What is being asked:
The word "chunks" may appear in some lines of the data; copy every such line.

Collected data:
((
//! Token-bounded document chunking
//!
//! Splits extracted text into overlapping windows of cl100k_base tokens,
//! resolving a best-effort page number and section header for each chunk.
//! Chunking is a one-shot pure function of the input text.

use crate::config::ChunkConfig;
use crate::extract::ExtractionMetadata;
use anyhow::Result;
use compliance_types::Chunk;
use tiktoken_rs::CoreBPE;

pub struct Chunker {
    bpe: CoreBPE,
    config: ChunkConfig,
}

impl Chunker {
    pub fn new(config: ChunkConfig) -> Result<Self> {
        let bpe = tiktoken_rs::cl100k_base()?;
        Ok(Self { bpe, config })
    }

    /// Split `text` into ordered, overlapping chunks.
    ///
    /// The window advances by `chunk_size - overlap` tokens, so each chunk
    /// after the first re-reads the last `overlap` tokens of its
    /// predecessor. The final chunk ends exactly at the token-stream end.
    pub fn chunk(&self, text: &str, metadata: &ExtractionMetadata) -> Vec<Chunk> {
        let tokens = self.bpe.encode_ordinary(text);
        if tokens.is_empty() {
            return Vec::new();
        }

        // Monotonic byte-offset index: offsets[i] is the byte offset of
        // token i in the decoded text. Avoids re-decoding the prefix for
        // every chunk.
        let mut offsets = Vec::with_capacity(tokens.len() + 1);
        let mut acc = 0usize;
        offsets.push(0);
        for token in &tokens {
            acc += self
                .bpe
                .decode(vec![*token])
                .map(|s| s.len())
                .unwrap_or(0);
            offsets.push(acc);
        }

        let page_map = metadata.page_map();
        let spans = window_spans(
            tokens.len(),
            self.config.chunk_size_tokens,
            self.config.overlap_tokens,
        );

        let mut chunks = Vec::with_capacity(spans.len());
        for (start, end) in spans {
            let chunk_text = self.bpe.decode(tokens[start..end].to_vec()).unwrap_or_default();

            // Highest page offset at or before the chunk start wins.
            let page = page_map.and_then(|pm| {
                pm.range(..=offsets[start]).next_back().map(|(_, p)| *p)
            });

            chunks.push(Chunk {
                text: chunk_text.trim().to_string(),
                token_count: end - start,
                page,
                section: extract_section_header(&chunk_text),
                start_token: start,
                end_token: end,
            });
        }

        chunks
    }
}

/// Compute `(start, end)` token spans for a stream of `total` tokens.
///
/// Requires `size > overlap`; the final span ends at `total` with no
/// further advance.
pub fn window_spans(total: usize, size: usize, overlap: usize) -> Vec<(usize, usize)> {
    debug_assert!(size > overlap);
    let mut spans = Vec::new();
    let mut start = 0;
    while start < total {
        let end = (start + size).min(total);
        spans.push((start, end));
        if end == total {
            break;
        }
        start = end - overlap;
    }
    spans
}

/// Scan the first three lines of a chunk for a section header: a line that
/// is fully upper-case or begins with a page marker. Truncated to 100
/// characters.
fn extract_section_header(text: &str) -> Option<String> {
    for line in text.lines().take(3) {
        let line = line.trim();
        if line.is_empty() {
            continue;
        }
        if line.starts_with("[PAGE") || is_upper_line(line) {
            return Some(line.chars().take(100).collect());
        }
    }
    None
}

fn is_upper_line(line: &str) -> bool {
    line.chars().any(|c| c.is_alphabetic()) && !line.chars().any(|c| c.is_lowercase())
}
))
Task output:
    /// Split `text` into ordered, overlapping chunks.
        let mut chunks = Vec::with_capacity(spans.len());
            chunks.push(Chunk {
        chunks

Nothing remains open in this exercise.